• _Required work_: Word for word, retype the first line of the records and every following line through the one containing "const PROJECT_COLUMNS: &str".

• _Records shown_:
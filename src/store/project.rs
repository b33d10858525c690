use chrono::NaiveDate;
use serde::Serialize;
use sqlx::MySqlPool;
use utoipa::ToSchema;

use crate::model::employee::Designation;
use crate::model::project::{Project, ProjectStatus};

const PROJECT_COLUMNS: &str = "id, name, description, status, start_date, due_date";

pub async fn find(pool: &MySqlPool, id: u64) -> Result<Option<Project>, sqlx::Error> {
    sqlx::query_as::<_, Project>(&format!("SELECT {PROJECT_COLUMNS} FROM projects WHERE id = ?"))
        .bind(id)
        .fetch_optional(pool)
        .await
}

pub async fn insert(
    pool: &MySqlPool,
    name: &str,
    description: &str,
    status: ProjectStatus,
    due_date: Option<NaiveDate>,
) -> Result<u64, sqlx::Error> {
    let result = sqlx::query(
        r#"
        INSERT INTO projects (name, description, status, start_date, due_date)
        VALUES (?, ?, ?, CURDATE(), ?)
        "#,
    )
    .bind(name)
    .bind(description)
    .bind(status)
    .bind(due_date)
    .execute(pool)
    .await?;

    Ok(result.last_insert_id())
}

pub async fn list(pool: &MySqlPool) -> Result<Vec<Project>, sqlx::Error> {
    sqlx::query_as::<_, Project>(&format!(
        "SELECT {PROJECT_COLUMNS} FROM projects ORDER BY id"
    ))
    .fetch_all(pool)
    .await
}

/// Projects the employee is assigned to.
pub async fn for_employee(
    pool: &MySqlPool,
    employee_id: u64,
) -> Result<Vec<Project>, sqlx::Error> {
    sqlx::query_as::<_, Project>(
        r#"
        SELECT p.id, p.name, p.description, p.status, p.start_date, p.due_date
        FROM projects p
        JOIN project_employees pe ON pe.project_id = p.id
        WHERE pe.employee_id = ?
        ORDER BY p.id
        "#,
    )
    .bind(employee_id)
    .fetch_all(pool)
    .await
}

#[derive(Debug, Clone, Serialize, sqlx::FromRow, ToSchema)]
pub struct MemberRow {
    pub project_id: u64,
    pub employee_id: u64,
    pub name: String,
    pub employee_code: String,
    pub designation: Designation,
    pub email: String,
}

/// Assigned members for every listed project in one query.
pub async fn members(pool: &MySqlPool) -> Result<Vec<MemberRow>, sqlx::Error> {
    sqlx::query_as::<_, MemberRow>(
        r#"
        SELECT pe.project_id, pe.employee_id, u.name, u.employee_code, u.designation, u.email
        FROM project_employees pe
        JOIN users u ON u.id = pe.employee_id
        ORDER BY pe.project_id, u.name
        "#,
    )
    .fetch_all(pool)
    .await
}

/// Replaces the project's member set with the given ids. Unknown employee
/// ids fail the FK constraint and surface as a storage error.
pub async fn replace_members(
    pool: &MySqlPool,
    project_id: u64,
    employee_ids: &[u64],
) -> Result<(), sqlx::Error> {
    let mut tx = pool.begin().await?;

    sqlx::query("DELETE FROM project_employees WHERE project_id = ?")
        .bind(project_id)
        .execute(&mut *tx)
        .await?;

    if !employee_ids.is_empty() {
        let values = vec!["(?, ?)"; employee_ids.len()].join(", ");
        let sql =
            format!("INSERT IGNORE INTO project_employees (project_id, employee_id) VALUES {values}");
        let mut query = sqlx::query(&sql);
        for id in employee_ids {
            query = query.bind(project_id).bind(id);
        }
        query.execute(&mut *tx).await?;
    }

    tx.commit().await?;
    Ok(())
}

• _Your response_:
filename src/store/project.rs
repository b33d10858525c690
use chrono::NaiveDate;
use serde::Serialize;
use sqlx::MySqlPool;
use utoipa::ToSchema;

use crate::model::employee::Designation;
use crate::model::project::{Project, ProjectStatus};

const PROJECT_COLUMNS: &str = "id, name, description, status, start_date, due_date";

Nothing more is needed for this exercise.